Zahra Shams Elec. Eng. Dept.

Shahed University Tehran, Iran

Email: [email protected]

S. Seyedtabaii Elec. Eng. Dept.

Shahed University Tehran, Iran Email: [email protected]

Abstract- Fault detection of nonlinear systems become more feasible when it is conducted over Takagi-Sugeno (TS) approximated fuzzy models. Proportional plus integral observer (PIO) and robust observer (RO) have already been developed for the estimation of the system states and actuator/sensor faults. In this paper, the algorithms are implemented for the detection of valve and level sensor faults of a two-tank system. Our simulation results indicate that both algorithms run well in estimating states and sensor fault, however, there is obvious differences in how they detect actuator fault in the presence of noise. From viewpoint of estimation variance, RO renders cleaner estimate of the fault than PIO, whiles PIO has faster fault tracking speed than RO.
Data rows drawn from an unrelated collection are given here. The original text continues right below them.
//! # pulse-core
//!
//! Foundation types, errors, document IDs, and backoff math for the Pulse
//! analysis-progress client.
//!
//! This crate provides the shared vocabulary that the other Pulse crates
//! depend on:
//!
//! - **Document IDs**: [`RawDocumentId`] input and validated [`DocumentId`]
//! - **Wire frames**: [`ProgressEvent`], [`InboundFrame`], [`HeartbeatProbe`]
//! - **Errors**: [`ProgressError`] taxonomy via `thiserror`
//! - **Backoff**: exponential delay with additive jitter
//! - **Logging**: `tracing` subscriber setup

#![deny(unsafe_code)]

pub mod backoff;
pub mod constants;
pub mod errors;
pub mod events;
pub mod ids;
pub mod logging;

pub use errors::{ErrorCategory, ProgressError, Result};
pub use events::{HeartbeatProbe, InboundFrame, ProgressEvent, ProgressStatus};
pub use ids::{DocumentId, RawDocumentId, validate_document_id};
//! Wire frames exchanged on the progress stream.
//!
//! The server pushes two kinds of JSON objects:
//!
//! - **Progress events**: untagged objects describing job state
//!   (`status`, `overall_progress`, item lists, ...). The client passes
//!   them through without interpreting them.
//! - **Control frames**: objects with a `type` of `heartbeat_response`,
//!   `connection_established`, or `restart_response`.
//!
//! The client sends a single frame kind, the [`HeartbeatProbe`].

use serde::{Deserialize, Serialize};
use serde_json::{Map, Value};

use crate::errors::ProgressError;

// ─────────────────────────────────────────────────────────────────────────────
// ProgressEvent
// ─────────────────────────────────────────────────────────────────────────────

/// Job status reported by the server.
#[derive(Clone, Copy, Debug, PartialEq, Eq, Serialize, Deserialize)]
#[serde(rename_all = "snake_case")]
pub enum ProgressStatus {
    /// The job is running.
    Processing,
    /// The job finished successfully.
    Completed,
    /// The job failed.
    Error,
    /// A status this client does not know about.
    #[serde(other)]
    Unknown,
}

impl ProgressStatus {
    /// Status named by a wire string.
    #[must_use]
    pub fn from_wire(s: &str) -> Self {
        match s {
            "processing" => Self::Processing,
            "completed" => Self::Completed,
            "error" => Self::Error,
            _ => Self::Unknown,
        }
    }

    /// Whether the job will emit no further progress.
    #[must_use]
    pub fn is_finished(self) -> bool {
        matches!(self, Self::Completed | Self::Error)
    }
}

/// A server-pushed progress update for one analysis job.
///
/// Decoding never fails for a JSON object. Known keys whose values have the
/// expected shape fill the typed fields; everything else, including known
/// keys with an unexpected shape, stays in [`extra`](Self::extra) so a
/// subscriber sees the whole payload.
#[derive(Clone, Debug, Default, PartialEq, Serialize, Deserialize)]
#[serde(from = "Map<String, Value>")]
pub struct ProgressEvent {
    /// Identifier of the job's document, as the server sent it.
    #[serde(skip_serializing_if = "Option::is_none")]
    pub document_id: Option<Value>,
    /// Name of the item being analysed.
    #[serde(skip_serializing_if = "Option::is_none")]
    pub current_item: Option<String>,
    /// Index of the item being analysed.
    #[serde(skip_serializing_if = "Option::is_none")]
    pub current_item_index: Option<u64>,
    /// Number of items in the job.
    #[serde(skip_serializing_if = "Option::is_none")]
    pub total_items: Option<u64>,
    /// Items finished so far, as the server sent them.
    #[serde(skip_serializing_if = "Vec::is_empty")]
    pub completed_items: Vec<Value>,
    /// Items skipped so far, as the server sent them.
    #[serde(skip_serializing_if = "Vec::is_empty")]
    pub skipped_items: Vec<Value>,
    /// Overall completion in percent.
    #[serde(skip_serializing_if = "Option::is_none")]
    pub overall_progress: Option<f64>,
    /// Job status.
    #[serde(skip_serializing_if = "Option::is_none")]
    pub status: Option<ProgressStatus>,
    /// Any other fields.
    #[serde(flatten)]
    pub extra: Map<String, Value>,
}

impl ProgressEvent {
    /// Whether this event reports a finished job.
    #[must_use]
    pub fn is_finished(&self) -> bool {
        self.status.is_some_and(ProgressStatus::is_finished)
    }
}

impl From<Map<String, Value>> for ProgressEvent {
    fn from(mut map: Map<String, Value>) -> Self {
        Self {
            document_id: take(&mut map, "document_id", |v| (!v.is_null()).then(|| v.clone())),
            current_item: take(&mut map, "current_item", |v| v.as_str().map(str::to_owned)),
            current_item_index: take(&mut map, "current_item_index", Value::as_u64),
            total_items: take(&mut map, "total_items", Value::as_u64),
            completed_items: take(&mut map, "completed_items", |v| v.as_array().cloned())
                .unwrap_or_default(),
            skipped_items: take(&mut map, "skipped_items", |v| v.as_array().cloned())
                .unwrap_or_default(),
            overall_progress: take(&mut map, "overall_progress", Value::as_f64),
            status: take(&mut map, "status", |v| v.as_str().map(ProgressStatus::from_wire)),
            extra: map,
        }
    }
}

/// Remove `key` from `map` if `read` understands its value.
fn take<T>(
    map: &mut Map<String, Value>,
    key: &str,
    read: impl FnOnce(&Value) -> Option<T>,
) -> Option<T> {
    let value = read(map.get(key)?)?;
    let _ = map.remove(key);
    Some(value)
}

// ─────────────────────────────────────────────────────────────────────────────
// InboundFrame
// ─────────────────────────────────────────────────────────────────────────────

/// A decoded server-to-client frame.
#[derive(Clone, Debug, PartialEq)]
pub enum InboundFrame {
    /// Reply to a [`HeartbeatProbe`].
    HeartbeatAck {
        /// Server timestamp, in whatever format it chose.
        timestamp: Option<Value>,
    },
    /// Greeting sent right after the upgrade.
    Established {
        /// Document the server bound the stream to.
        document_id: Option<Value>,
    },
    /// Outcome of a restart requested over the stream.
    RestartAck {
        /// Whether the server restarted the job.
        success: bool,
        /// Server message.
        message: Option<String>,
    },
    /// A progress update.
    Progress(ProgressEvent),
}

impl InboundFrame {
    /// Decode a text frame.
    ///
    /// Fails with [`ProgressError::MessageDecode`] only when the text is not
    /// JSON or not a JSON object.
    pub fn decode(text: &str) -> Result<Self, ProgressError> {
        let value: Value = serde_json::from_str(text)?;
        let mut map = match value {
            Value::Object(map) => map,
            other => {
                return Err(ProgressError::MessageDecode {
                    message: format!("expected a JSON object, got {}", kind_of(&other)),
                });
            }
        };

        let frame = match map.get("type").and_then(Value::as_str) {
            Some("heartbeat_response") => Self::HeartbeatAck {
                timestamp: map.remove("timestamp"),
            },
            Some("connection_established") => Self::Established {
                document_id: map.remove("document_id"),
            },
            Some("restart_response") => Self::RestartAck {
                success: map.get("success").and_then(Value::as_bool).unwrap_or(false),
                message: map.get("message").and_then(Value::as_str).map(str::to_owned),
            },
            _ => Self::Progress(ProgressEvent::from(map)),
        };
        Ok(frame)
    }

    /// Whether this frame is protocol chatter rather than progress.
    #[must_use]
    pub fn is_control(&self) -> bool {
        !matches!(self, Self::Progress(_))
    }
}

fn kind_of(value: &Value) -> &'static str {
    match value {
        Value::Null => "null",
        Value::Bool(_) => "a boolean",
        Value::Number(_) => "a number",
        Value::String(_) => "a string",
        Value::Array(_) => "an array",
        Value::Object(_) => "an object",
    }
}

// ─────────────────────────────────────────────────────────────────────────────
// HeartbeatProbe
// ─────────────────────────────────────────────────────────────────────────────

/// Client liveness probe: `{"type":"heartbeat","timestamp":<ms>}`.
#[derive(Clone, Copy, Debug, PartialEq, Eq, Serialize, Deserialize)]
#[serde(tag = "type", rename = "heartbeat")]
pub struct HeartbeatProbe {
    /// Milliseconds since the Unix epoch.
    pub timestamp: i64,
}

impl HeartbeatProbe {
    /// Probe stamped with the current wall-clock time.
    #[must_use]
    pub fn now() -> Self {
        Self {
            timestamp: chrono::Utc::now().timestamp_millis(),
        }
    }

    /// Serialized text frame.
    #[must_use]
    pub fn to_text(&self) -> String {
        serde_json::to_string(self).unwrap_or_default()
    }
}

// ─────────────────────────────────────────────────────────────────────────────
// Tests
// ─────────────────────────────────────────────────────────────────────────────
According to the achieving result, RO algorithm is recognized to be a more attractive in estimating actuator faults in noisy environments. The results are validated through simulations.

Keywords- observers; TS fuzzy models; actuator; sensor faults;

noise

I. INTRODUCTION

Any unacceptable deviation of system parameters from their nominal values, that may be a sign of near future complete failure, is called fault. Naturally, all processes are vulnerable to faults, therefore, maintaining long run system performance in the form of product quality and or behavior demands certain measures that can be accomplished by automatic fault diagnosis and isolation (FDI) to give early warning and to ensure safety and quality of operations.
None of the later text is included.